- [What needs to be done]: Please find the lines in the following records that hold "Clone", and copy them.

- [Source records]:
++++++
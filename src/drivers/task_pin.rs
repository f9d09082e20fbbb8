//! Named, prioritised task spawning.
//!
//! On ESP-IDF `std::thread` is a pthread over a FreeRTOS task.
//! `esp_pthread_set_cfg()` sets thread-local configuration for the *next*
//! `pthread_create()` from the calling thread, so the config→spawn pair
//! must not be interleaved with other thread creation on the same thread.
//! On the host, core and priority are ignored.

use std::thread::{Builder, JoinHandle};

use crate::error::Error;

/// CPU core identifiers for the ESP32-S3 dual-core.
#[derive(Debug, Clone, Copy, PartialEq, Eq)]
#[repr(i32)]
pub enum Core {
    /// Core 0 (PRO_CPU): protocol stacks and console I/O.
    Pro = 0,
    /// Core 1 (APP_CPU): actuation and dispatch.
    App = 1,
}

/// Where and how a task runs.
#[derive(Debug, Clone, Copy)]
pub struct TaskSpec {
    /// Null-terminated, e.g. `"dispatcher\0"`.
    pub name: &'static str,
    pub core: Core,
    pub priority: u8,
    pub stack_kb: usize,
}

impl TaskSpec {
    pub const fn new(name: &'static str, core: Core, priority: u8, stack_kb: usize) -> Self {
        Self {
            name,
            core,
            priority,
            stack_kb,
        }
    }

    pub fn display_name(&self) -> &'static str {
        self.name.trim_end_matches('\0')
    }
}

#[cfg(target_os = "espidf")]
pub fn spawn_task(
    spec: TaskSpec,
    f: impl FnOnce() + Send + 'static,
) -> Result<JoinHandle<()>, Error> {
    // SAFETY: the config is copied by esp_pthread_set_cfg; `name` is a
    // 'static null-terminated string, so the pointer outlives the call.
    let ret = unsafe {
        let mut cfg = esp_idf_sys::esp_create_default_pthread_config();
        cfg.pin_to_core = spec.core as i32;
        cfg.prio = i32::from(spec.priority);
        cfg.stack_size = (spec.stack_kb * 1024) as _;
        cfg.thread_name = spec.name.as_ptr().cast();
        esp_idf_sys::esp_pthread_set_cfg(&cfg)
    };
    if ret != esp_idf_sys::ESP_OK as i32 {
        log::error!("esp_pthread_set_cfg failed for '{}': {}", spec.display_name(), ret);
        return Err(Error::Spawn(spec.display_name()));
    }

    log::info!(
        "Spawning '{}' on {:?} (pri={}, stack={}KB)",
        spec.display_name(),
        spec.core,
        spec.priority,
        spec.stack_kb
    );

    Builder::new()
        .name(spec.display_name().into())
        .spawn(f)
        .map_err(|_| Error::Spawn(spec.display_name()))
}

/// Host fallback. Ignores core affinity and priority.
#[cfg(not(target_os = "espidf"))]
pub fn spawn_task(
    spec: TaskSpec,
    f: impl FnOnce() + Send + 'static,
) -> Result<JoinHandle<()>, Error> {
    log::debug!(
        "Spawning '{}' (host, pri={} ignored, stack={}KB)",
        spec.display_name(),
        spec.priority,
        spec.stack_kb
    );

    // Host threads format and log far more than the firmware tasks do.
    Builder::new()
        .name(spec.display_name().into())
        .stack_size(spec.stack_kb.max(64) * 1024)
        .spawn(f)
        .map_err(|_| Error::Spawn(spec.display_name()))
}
++++++
- [Exercise result]:
#[derive(Debug, Clone, Copy, PartialEq, Eq)]
#[derive(Debug, Clone, Copy)]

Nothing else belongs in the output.